Scrape an itinerary, flight log, or booking confirmation - lines with place names stay, lines with dates/prices/numbers drop. Fast first pass before manual review.

Invert to strip place names

Toggle Invert to remove place-shaped lines - useful for anonymizing text dumps or pre-processing text for word-frequency analysis where place names would dominate.

Worked example

Capitalized proper-noun lines are kept; lowercase words (which do not match the default pattern) are dropped.

Input
Paris
apple
New York
orange
Rio de Janeiro
banana
London
Output
Paris
New York
Rio de Janeiro
London

Settings reference

How each option shapes the output using the sample above.

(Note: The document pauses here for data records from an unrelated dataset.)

use hasql_common::{BackendError, Node, NodeId};
use serde::Serialize;
use std::fmt;
use std::time::SystemTime;

/// Reason why a node is inactive
#[derive(Debug, Clone, PartialEq, Eq)]
pub enum DeactivationCause {
    /// A dispatched call failed on this node while others succeeded
    Failure(BackendError),
    /// The node could not be reached when the cluster was built or probed
    Unreachable(BackendError),
    /// Removed by an operator - never auto-reactivated
    Manual,
}

impl DeactivationCause {
    pub fn is_manual(&self) -> bool {
        matches!(self, DeactivationCause::Manual)
    }
}

impl fmt::Display for DeactivationCause {
    fn fmt(&self, f: &mut fmt::Formatter<'_>) -> fmt::Result {
        match self {
            DeactivationCause::Failure(err) => write!(f, "failure: {}", err),
            DeactivationCause::Unreachable(err) => write!(f, "unreachable: {}", err),
            DeactivationCause::Manual => f.write_str("manual"),
        }
    }
}

/// Record kept for every inactive node
#[derive(Debug, Clone, PartialEq)]
pub struct Deactivation {
    pub cause: DeactivationCause,
    pub at: SystemTime,
}

impl Deactivation {
    pub fn new(cause: DeactivationCause) -> Self {
        Self {
            cause,
            at: SystemTime::now(),
        }
    }

    fn at_ms(&self) -> u64 {
        self.at
            .duration_since(SystemTime::UNIX_EPOCH)
            .map(|d| d.as_millis() as u64)
            .unwrap_or(0)
    }
}

/// Point-in-time view of one node
#[derive(Debug, Clone, PartialEq, Eq, Serialize)]
pub struct NodeStatus {
    pub id: NodeId,
    pub url: String,
    pub weight: u32,
    pub active: bool,
    #[serde(skip_serializing_if = "Option::is_none")]
    pub cause: Option<String>,
    #[serde(skip_serializing_if = "Option::is_none")]
    pub deactivated_at_ms: Option<u64>,
}

impl NodeStatus {
    pub fn active(node: &Node) -> Self {
        Self {
            id: node.id.clone(),
            url: node.params.url.clone(),
            weight: node.weight,
            active: true,
            cause: None,
            deactivated_at_ms: None,
        }
    }

    pub fn inactive(node: &Node, deactivation: &Deactivation) -> Self {
        Self {
            active: false,
            cause: Some(deactivation.cause.to_string()),
            deactivated_at_ms: Some(deactivation.at_ms()),
            ..Self::active(node)
        }
    }
}

/// Serializable snapshot of cluster membership
#[derive(Debug, Clone, PartialEq, Eq, Serialize)]
pub struct ClusterStatus {
    pub active: usize,
    pub inactive: usize,
    pub nodes: Vec<NodeStatus>,
}

impl ClusterStatus {
    pub fn is_exhausted(&self) -> bool {
        self.active == 0
    }
}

Setting What it does Effect on the sample
Pattern: default, Mode: Regex Keeps capitalized-proper-noun lines `Paris` / `New York` / `Rio de Janeiro` / `London`
Pattern: `^(Paris|London|Tokyo)$` Strict alternation - only exact matches Only `Paris` and `London` would match
Case sensitive: off Capitalization no longer required `paris` (lowercase) would also match
Invert: on Drops capitalized lines Keeps `apple` / `orange` / `banana`
Whole word: on (Regex mode) Ignored - regex handles its own boundaries No effect

FAQ

Is there a built-in list of cities?
No. The tool uses a shape-based regex - anything matching "one or more capitalized words" passes. For authoritative filtering, supply a pattern like `^(Paris|London|Tokyo|New York|...)$`.
Why does `Jane Smith` also match?
Because it fits the capitalized-proper-noun shape. The default pattern cannot distinguish cities from personal names or other proper nouns. For precision, use an explicit city alternation.
How do I keep only exact city names?
Change the pattern to `^(City1|City2|City3)$` with an alternation of your known cities. The `^` and `$` anchors force whole-line matching.
Does it handle lowercase city names?
Not by default - Case sensitive is on, so `paris` is dropped. Toggle it off if your data has casing inconsistencies.
Can I extract just the city names from mixed text?
This tool is a line filter, not an extractor. For extraction from within lines, use Replace with a capture group regex.